(Records from a collection)
....
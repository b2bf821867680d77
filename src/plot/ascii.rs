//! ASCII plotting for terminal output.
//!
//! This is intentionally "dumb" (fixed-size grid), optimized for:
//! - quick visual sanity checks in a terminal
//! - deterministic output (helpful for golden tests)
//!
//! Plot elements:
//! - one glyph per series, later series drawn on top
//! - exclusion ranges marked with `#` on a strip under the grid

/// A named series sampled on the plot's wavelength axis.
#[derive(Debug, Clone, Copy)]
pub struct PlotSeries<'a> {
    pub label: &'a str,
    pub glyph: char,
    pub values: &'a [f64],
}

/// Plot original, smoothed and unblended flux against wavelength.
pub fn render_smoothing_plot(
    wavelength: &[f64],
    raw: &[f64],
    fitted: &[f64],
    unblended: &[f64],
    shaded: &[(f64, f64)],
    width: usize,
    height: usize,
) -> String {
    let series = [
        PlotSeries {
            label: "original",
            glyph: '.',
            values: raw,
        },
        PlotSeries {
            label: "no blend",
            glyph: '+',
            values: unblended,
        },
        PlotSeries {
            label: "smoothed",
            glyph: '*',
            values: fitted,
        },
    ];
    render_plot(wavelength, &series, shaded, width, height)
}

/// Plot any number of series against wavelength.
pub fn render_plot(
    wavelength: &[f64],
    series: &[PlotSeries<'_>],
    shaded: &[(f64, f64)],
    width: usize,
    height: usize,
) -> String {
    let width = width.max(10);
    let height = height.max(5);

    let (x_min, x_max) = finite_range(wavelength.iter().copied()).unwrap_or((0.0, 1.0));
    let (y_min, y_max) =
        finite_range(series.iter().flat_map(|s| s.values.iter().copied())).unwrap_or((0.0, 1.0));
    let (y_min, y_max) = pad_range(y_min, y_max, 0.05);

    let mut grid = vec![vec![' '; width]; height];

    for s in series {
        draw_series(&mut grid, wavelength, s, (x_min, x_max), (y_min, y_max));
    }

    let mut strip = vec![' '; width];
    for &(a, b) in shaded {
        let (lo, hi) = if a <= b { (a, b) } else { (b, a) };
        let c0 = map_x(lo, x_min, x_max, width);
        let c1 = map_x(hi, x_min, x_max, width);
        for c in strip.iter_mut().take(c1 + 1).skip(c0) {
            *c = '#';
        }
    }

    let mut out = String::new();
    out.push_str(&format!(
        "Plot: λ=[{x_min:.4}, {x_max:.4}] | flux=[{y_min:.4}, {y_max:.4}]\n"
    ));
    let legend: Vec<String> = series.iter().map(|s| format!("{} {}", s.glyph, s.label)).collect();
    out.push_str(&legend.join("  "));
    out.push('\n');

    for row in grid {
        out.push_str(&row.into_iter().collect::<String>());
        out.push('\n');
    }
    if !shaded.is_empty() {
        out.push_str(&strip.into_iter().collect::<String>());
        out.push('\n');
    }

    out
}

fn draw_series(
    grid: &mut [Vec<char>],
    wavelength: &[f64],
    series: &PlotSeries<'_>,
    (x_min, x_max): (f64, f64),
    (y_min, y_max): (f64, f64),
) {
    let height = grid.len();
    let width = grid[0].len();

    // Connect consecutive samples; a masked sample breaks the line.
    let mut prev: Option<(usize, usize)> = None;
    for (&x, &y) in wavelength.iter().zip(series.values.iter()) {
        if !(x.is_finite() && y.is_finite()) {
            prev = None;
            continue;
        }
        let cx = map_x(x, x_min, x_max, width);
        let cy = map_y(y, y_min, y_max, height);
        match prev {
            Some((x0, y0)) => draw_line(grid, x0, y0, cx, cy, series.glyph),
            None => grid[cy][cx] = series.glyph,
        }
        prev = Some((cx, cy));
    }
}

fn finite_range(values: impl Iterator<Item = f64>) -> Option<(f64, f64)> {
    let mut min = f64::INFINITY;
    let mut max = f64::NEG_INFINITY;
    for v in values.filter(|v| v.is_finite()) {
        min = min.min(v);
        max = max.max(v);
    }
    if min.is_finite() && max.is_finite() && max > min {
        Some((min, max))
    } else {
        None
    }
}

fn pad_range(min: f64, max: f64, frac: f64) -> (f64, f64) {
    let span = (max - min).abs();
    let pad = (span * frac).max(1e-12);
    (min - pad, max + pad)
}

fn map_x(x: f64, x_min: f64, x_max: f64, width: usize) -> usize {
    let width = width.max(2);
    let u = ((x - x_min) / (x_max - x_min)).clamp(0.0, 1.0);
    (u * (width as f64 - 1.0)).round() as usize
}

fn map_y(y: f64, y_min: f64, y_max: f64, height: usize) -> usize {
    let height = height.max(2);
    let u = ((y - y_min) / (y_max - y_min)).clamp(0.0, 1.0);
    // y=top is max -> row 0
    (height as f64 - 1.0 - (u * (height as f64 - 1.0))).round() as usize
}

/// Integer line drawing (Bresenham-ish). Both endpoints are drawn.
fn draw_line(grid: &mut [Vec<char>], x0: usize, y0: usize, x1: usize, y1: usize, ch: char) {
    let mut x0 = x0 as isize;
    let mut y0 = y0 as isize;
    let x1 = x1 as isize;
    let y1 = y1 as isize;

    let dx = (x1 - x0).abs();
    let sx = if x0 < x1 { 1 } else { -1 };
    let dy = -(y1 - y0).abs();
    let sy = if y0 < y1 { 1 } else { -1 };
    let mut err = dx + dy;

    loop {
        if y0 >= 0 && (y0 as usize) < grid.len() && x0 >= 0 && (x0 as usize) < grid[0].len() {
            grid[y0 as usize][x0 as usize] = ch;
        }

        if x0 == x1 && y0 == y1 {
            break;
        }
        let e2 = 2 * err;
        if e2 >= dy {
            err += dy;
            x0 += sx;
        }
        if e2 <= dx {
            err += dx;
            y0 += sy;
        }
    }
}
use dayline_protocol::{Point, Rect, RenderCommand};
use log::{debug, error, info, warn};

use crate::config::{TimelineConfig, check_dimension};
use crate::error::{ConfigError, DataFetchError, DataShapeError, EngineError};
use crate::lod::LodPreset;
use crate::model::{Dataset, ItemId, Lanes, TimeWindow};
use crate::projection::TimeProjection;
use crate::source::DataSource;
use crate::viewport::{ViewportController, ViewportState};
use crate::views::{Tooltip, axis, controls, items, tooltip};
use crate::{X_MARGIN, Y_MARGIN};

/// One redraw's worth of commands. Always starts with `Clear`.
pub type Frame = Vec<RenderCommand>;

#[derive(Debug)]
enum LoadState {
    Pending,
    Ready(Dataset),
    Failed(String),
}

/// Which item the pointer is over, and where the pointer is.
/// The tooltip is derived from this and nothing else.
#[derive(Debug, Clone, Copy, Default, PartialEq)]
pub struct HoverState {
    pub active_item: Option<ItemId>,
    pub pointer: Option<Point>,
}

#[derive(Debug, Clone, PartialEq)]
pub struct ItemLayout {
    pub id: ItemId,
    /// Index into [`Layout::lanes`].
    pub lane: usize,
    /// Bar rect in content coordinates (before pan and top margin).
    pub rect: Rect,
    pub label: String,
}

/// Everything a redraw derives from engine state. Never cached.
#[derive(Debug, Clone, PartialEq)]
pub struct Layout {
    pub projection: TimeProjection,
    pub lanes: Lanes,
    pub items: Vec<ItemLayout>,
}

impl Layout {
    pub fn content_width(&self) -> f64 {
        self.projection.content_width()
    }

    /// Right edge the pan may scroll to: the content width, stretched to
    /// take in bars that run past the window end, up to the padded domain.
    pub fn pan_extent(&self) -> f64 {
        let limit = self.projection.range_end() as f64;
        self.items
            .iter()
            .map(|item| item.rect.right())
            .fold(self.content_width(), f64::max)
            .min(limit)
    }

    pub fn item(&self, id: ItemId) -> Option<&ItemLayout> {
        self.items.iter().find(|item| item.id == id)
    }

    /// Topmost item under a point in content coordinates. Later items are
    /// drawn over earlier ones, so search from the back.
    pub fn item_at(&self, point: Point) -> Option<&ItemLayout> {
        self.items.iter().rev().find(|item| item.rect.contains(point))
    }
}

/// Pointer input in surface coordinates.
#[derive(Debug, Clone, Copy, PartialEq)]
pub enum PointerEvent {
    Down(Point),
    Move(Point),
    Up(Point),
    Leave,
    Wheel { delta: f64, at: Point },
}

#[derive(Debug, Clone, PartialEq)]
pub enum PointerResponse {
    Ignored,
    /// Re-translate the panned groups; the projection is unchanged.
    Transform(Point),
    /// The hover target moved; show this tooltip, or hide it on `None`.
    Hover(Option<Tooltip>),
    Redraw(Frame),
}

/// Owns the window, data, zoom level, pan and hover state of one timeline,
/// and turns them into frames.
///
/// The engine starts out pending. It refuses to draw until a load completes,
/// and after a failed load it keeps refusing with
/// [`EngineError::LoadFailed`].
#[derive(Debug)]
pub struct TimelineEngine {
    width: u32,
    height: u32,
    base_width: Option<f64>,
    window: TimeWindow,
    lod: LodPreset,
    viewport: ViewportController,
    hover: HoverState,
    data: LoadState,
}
....
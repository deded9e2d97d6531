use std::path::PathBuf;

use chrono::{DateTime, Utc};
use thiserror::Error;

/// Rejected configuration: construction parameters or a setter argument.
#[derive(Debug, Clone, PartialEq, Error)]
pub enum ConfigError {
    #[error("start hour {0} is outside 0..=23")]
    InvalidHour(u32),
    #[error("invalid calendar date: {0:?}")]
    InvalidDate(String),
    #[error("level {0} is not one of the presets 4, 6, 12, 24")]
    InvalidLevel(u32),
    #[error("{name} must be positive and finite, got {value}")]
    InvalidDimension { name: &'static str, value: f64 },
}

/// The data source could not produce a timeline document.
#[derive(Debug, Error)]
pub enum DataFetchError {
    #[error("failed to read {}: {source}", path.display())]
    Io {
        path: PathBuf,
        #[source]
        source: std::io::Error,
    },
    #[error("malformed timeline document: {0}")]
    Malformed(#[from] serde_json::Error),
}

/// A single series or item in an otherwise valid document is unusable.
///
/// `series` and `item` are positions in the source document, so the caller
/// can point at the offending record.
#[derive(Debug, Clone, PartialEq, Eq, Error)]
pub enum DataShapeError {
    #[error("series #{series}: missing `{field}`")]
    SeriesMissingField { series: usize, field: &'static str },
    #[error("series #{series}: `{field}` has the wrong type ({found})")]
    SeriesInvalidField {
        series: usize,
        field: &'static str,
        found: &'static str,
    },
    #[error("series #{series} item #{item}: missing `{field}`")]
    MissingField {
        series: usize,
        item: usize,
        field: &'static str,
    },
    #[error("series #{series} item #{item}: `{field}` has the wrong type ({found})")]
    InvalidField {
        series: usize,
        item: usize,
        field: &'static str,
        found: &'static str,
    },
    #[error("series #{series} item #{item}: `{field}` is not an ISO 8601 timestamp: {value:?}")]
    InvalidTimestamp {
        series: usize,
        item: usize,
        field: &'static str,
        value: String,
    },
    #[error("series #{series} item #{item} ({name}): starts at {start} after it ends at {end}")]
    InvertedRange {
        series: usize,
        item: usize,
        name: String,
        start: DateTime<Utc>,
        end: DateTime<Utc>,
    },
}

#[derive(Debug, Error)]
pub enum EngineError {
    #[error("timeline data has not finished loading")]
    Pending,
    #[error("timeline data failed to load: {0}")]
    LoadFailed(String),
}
....
**Work required**
Copy out each line of the records where the string "impl" appears.

**Exercise response**
fn finite_range(values: impl Iterator<Item = f64>) -> Option<(f64, f64)> {
impl Layout {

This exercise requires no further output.